L'auteur du compte rendu : Scénariste, cinéaste, Yannick Rolandeau est l’auteur de Le Cinéma de Woody Allen (Aléas) et collabore à la revue littéraire L'Atelier du roman (Flammarion-Boréal) où écrivent, entre autres, des personnalités comme Milan Kundera, Benoît Duteurtre et Arrabal.


La nuit et le moment

En ces temps si impudiques, où la pornographie règne et où l'érotisme disparaît de notre horizon, lire et regarder un livre d’art ayant trait à la sexualité a quelque chose de rassurant, car il préserve la fracture qui nous constitue en tant qu’être humain au lieu de l’exhibition perverse et émancipatrice forcenée qu’opère notre époque. Romancier (Le Salon du Wurtemberg, Les Escaliers de Chambord, Tous les matins du monde, Terrasse à Rome, Villa Amalia), essayiste (Petits Traités, 1981-1990, tomes I à VIII, Dernier Royaume, 2002-2005, tomes I à V), Pascal Quignard, né en 1948, nous plonge dans un voyage épique, sensuel et tragique, à travers les mots et les tableaux.

«Sans doute l'expression si souvent utilisée de nos jours de "scène primitive" est-elle excessive pour désigner le fait que les hommes et les femmes dérivant d'une étreinte est nécessairement invisible à leur regard faute d'être déjà conçus. Peut-être faut-il lui préférer l'expression de "nuit sexuelle" puisqu'à n'en pas douter il est plus question dans l'âme inquiète d'une nuit intérieure que d'une figuration originaire»...

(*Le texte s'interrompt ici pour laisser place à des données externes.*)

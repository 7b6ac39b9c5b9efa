//! Typed failure taxonomy for the Rscript bridge.

use std::path::PathBuf;

use thiserror::Error;

#[derive(Debug, Error)]
pub enum GgError {
    /// The configured Rscript command could not be started at all.
    #[error("'{command}' is not a valid Rscript command: {source}")]
    InterpreterNotFound {
        command: String,
        #[source]
        source: std::io::Error,
    },

    /// Rscript exited non-zero. The payload carries everything needed to
    /// reproduce the run by hand.
    #[error("{0}")]
    ExternalProcess(crate::render::ProcessFailure),

    /// The expected output file is absent after the interpreter returned.
    #[error("graph file not found at '{}'; perhaps Rscript failed to produce the graph", path.display())]
    ArtifactNotFound { path: PathBuf },

    #[error("unsupported output format '{0}'")]
    UnsupportedFormat(String),

    #[error("row {row} has {got} cells but the table has {expected} columns")]
    RaggedRow {
        row: usize,
        got: usize,
        expected: usize,
    },

    #[error("'{0}' is not a valid R package name")]
    BadLibraryName(String),

    #[error("'{0}' is not a valid R identifier for a data frame")]
    BadTableName(String),

    #[error(transparent)]
    Csv(#[from] csv::Error),

    #[error(transparent)]
    Io(#[from] std::io::Error),
}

Puisque nous sommes aussi dans la peinture, La Nuit sexuelle est une sorte de pendant à Le Sexe et l'effroi, essai où l’auteur disait déjà : «Nous transportons avec nous le trouble de notre conception. (...) Nous sommes venus d'une scène où nous n'étions pas». Pascal Quignard évoque cette troublante scène française que le peintre Claude Mellan a peinte, scène intitulée La Souricière, où un nourrisson sort de la vulve de sa mère et se retourne à quatre pattes pour regarder ce dont il est issu ! Fragonard et d'autres peintres poursuivront l'idée de cette curiosité des hommes à regarder "l'origine du monde" sous les jupes des femmes...

Quignard écrit encore : "Je n'étais pas là la nuit où j'ai été conçu. (...) Nous cherchons cette image inexistante derrière tout ce qu'on voit. Je cherche à faire un pas de plus vers la source de l'effroi que les hommes ressentent quand ils songent à ce qu'ils furent avant que leur corps projette une ombre dans ce monde. (...) Si derrière la fascination, il y a l'image qui manque, derrière l'image qui manque, il y a encore quelque chose : la nuit. Maintenant, je désire m'engloutir dans cette nuit qui d'entrée de jeu communiqua sa couleur à ces pages." Le noir. La nuit donc. Des pages noires ornées de textes et de tableaux magnifiques d'artistes fort divers, de pays différents, allant d'anonymes à Rustin, en passant par Fragonard, Utamaro, Rembrandt, Devéria, Bosch, Picasso, Michel-Ange, Le Caravage, Goya. Impossible de les citer tous. Pascal Quignard revient sur une telle absence et, à partir de cette image originelle manquante, il nous emmène dans un voyage littéraire et pictural, voyage dans l'érotisme et dans la beauté. Dans le sublime.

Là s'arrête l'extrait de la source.